== Material for the task
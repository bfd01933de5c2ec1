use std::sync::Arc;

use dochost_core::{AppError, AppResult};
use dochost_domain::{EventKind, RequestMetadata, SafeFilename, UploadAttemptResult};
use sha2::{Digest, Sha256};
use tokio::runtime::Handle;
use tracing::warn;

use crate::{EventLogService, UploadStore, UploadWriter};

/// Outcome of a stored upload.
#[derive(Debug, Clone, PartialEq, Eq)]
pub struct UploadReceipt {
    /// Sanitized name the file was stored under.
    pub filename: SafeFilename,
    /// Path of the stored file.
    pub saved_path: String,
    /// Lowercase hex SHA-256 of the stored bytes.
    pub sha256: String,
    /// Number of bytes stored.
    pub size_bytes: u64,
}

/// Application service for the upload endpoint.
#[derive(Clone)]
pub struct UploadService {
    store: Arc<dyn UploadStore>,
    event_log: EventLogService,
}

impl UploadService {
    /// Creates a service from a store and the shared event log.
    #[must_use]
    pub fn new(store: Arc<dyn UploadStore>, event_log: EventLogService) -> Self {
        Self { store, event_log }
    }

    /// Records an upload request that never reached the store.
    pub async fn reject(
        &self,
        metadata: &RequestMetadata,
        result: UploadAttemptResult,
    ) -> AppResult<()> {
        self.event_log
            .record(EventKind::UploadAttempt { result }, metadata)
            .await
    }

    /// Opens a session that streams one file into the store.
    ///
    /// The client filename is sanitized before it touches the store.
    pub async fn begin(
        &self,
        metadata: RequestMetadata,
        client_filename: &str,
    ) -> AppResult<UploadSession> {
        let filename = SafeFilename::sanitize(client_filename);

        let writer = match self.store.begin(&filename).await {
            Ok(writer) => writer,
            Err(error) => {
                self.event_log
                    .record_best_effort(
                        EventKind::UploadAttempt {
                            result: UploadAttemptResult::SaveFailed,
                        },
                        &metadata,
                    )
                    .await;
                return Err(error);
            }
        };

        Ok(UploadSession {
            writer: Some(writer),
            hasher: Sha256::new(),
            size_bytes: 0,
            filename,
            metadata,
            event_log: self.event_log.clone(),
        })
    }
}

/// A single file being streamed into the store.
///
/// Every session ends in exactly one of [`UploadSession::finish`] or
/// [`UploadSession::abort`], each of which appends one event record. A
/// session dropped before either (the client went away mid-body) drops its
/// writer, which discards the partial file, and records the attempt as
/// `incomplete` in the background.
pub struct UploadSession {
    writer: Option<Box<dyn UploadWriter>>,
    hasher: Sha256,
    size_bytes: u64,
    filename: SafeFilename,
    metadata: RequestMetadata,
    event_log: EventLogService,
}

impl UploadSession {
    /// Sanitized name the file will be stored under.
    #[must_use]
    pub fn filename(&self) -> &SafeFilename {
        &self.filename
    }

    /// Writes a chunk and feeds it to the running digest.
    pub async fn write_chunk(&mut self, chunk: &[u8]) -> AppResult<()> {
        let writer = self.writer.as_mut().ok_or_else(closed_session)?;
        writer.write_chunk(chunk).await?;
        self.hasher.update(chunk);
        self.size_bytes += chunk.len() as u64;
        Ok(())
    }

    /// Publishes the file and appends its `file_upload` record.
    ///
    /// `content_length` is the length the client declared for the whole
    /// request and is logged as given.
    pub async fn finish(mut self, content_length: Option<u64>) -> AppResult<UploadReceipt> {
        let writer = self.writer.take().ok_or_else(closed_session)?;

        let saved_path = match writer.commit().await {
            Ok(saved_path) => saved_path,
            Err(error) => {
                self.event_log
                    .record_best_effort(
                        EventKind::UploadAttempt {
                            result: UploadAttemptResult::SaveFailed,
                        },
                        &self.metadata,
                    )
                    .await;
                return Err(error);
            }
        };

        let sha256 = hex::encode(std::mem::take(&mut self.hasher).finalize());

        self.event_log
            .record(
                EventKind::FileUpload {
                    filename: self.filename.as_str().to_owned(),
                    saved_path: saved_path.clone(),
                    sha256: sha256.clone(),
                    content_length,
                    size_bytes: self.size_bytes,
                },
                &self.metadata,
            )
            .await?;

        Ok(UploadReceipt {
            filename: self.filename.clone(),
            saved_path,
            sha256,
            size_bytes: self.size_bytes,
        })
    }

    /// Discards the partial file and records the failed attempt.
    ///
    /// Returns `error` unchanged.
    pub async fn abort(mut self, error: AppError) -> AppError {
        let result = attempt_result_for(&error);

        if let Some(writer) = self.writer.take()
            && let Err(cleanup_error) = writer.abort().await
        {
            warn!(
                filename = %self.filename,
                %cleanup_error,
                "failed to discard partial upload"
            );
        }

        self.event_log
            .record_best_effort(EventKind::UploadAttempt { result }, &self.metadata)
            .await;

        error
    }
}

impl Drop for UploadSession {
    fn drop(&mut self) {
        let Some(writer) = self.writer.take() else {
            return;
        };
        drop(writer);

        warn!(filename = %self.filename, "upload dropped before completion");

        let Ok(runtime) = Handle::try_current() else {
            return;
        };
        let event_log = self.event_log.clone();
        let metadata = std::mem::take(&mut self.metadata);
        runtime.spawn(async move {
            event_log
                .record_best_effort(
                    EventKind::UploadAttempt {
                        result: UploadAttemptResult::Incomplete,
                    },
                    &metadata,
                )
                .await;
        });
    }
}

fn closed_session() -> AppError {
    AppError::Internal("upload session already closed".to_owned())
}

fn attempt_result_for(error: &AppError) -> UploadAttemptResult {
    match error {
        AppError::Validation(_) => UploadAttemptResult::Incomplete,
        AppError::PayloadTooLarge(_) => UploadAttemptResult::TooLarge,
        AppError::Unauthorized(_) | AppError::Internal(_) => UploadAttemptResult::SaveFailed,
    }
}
====
**Activity**. When you reach this point, go back and write out each record above exactly.

**Answer to the problem**.
repository bfd01933de5c2ec1
use std::sync::Arc;

use dochost_core::{AppError, AppResult};
use dochost_domain::{EventKind, RequestMetadata, SafeFilename, UploadAttemptResult};
use sha2::{Digest, Sha256};
use tokio::runtime::Handle;
use tracing::warn;

use crate::{EventLogService, UploadStore, UploadWriter};

/// Outcome of a stored upload.
#[derive(Debug, Clone, PartialEq, Eq)]
pub struct UploadReceipt {
    /// Sanitized name the file was stored under.
    pub filename: SafeFilename,
    /// Path of the stored file.
    pub saved_path: String,
    /// Lowercase hex SHA-256 of the stored bytes.
    pub sha256: String,
    /// Number of bytes stored.
    pub size_bytes: u64,
}

/// Application service for the upload endpoint.
#[derive(Clone)]
pub struct UploadService {
    store: Arc<dyn UploadStore>,
    event_log: EventLogService,
}

impl UploadService {
    /// Creates a service from a store and the shared event log.
    #[must_use]
    pub fn new(store: Arc<dyn UploadStore>, event_log: EventLogService) -> Self {
        Self { store, event_log }
    }

    /// Records an upload request that never reached the store.
    pub async fn reject(
        &self,
        metadata: &RequestMetadata,
        result: UploadAttemptResult,
    ) -> AppResult<()> {
        self.event_log
            .record(EventKind::UploadAttempt { result }, metadata)
            .await
    }

    /// Opens a session that streams one file into the store.
    ///
    /// The client filename is sanitized before it touches the store.
    pub async fn begin(
        &self,
        metadata: RequestMetadata,
        client_filename: &str,
    ) -> AppResult<UploadSession> {
        let filename = SafeFilename::sanitize(client_filename);

        let writer = match self.store.begin(&filename).await {
            Ok(writer) => writer,
            Err(error) => {
                self.event_log
                    .record_best_effort(
                        EventKind::UploadAttempt {
                            result: UploadAttemptResult::SaveFailed,
                        },
                        &metadata,
                    )
                    .await;
                return Err(error);
            }
        };

        Ok(UploadSession {
            writer: Some(writer),
            hasher: Sha256::new(),
            size_bytes: 0,
            filename,
            metadata,
            event_log: self.event_log.clone(),
        })
    }
}

/// A single file being streamed into the store.
///
/// Every session ends in exactly one of [`UploadSession::finish`] or
/// [`UploadSession::abort`], each of which appends one event record. A
/// session dropped before either (the client went away mid-body) drops its
/// writer, which discards the partial file, and records the attempt as
/// `incomplete` in the background.
pub struct UploadSession {
    writer: Option<Box<dyn UploadWriter>>,
    hasher: Sha256,
    size_bytes: u64,
    filename: SafeFilename,
    metadata: RequestMetadata,
    event_log: EventLogService,
}

impl UploadSession {
    /// Sanitized name the file will be stored under.
    #[must_use]
    pub fn filename(&self) -> &SafeFilename {
        &self.filename
    }

    /// Writes a chunk and feeds it to the running digest.
    pub async fn write_chunk(&mut self, chunk: &[u8]) -> AppResult<()> {
        let writer = self.writer.as_mut().ok_or_else(closed_session)?;
        writer.write_chunk(chunk).await?;
        self.hasher.update(chunk);
        self.size_bytes += chunk.len() as u64;
        Ok(())
    }

    /// Publishes the file and appends its `file_upload` record.
    ///
    /// `content_length` is the length the client declared for the whole
    /// request and is logged as given.
    pub async fn finish(mut self, content_length: Option<u64>) -> AppResult<UploadReceipt> {
        let writer = self.writer.take().ok_or_else(closed_session)?;

        let saved_path = match writer.commit().await {
            Ok(saved_path) => saved_path,
            Err(error) => {
                self.event_log
                    .record_best_effort(
                        EventKind::UploadAttempt {
                            result: UploadAttemptResult::SaveFailed,
                        },
                        &self.metadata,
                    )
                    .await;
                return Err(error);
            }
        };

        let sha256 = hex::encode(std::mem::take(&mut self.hasher).finalize());

        self.event_log
            .record(
                EventKind::FileUpload {
                    filename: self.filename.as_str().to_owned(),
                    saved_path: saved_path.clone(),
                    sha256: sha256.clone(),
                    content_length,
                    size_bytes: self.size_bytes,
                },
                &self.metadata,
            )
            .await?;

        Ok(UploadReceipt {
            filename: self.filename.clone(),
            saved_path,
            sha256,
            size_bytes: self.size_bytes,
        })
    }

    /// Discards the partial file and records the failed attempt.
    ///
    /// Returns `error` unchanged.
    pub async fn abort(mut self, error: AppError) -> AppError {
        let result = attempt_result_for(&error);

        if let Some(writer) = self.writer.take()
            && let Err(cleanup_error) = writer.abort().await
        {
            warn!(
                filename = %self.filename,
                %cleanup_error,
                "failed to discard partial upload"
            );
        }

        self.event_log
            .record_best_effort(EventKind::UploadAttempt { result }, &self.metadata)
            .await;

        error
    }
}

impl Drop for UploadSession {
    fn drop(&mut self) {
        let Some(writer) = self.writer.take() else {
            return;
        };
        drop(writer);

        warn!(filename = %self.filename, "upload dropped before completion");

        let Ok(runtime) = Handle::try_current() else {
            return;
        };
        let event_log = self.event_log.clone();
        let metadata = std::mem::take(&mut self.metadata);
        runtime.spawn(async move {
            event_log
                .record_best_effort(
                    EventKind::UploadAttempt {
                        result: UploadAttemptResult::Incomplete,
                    },
                    &metadata,
                )
                .await;
        });
    }
}

fn closed_session() -> AppError {
    AppError::Internal("upload session already closed".to_owned())
}

fn attempt_result_for(error: &AppError) -> UploadAttemptResult {
    match error {
        AppError::Validation(_) => UploadAttemptResult::Incomplete,
        AppError::PayloadTooLarge(_) => UploadAttemptResult::TooLarge,
        AppError::Unauthorized(_) | AppError::Internal(_) => UploadAttemptResult::SaveFailed,
    }
}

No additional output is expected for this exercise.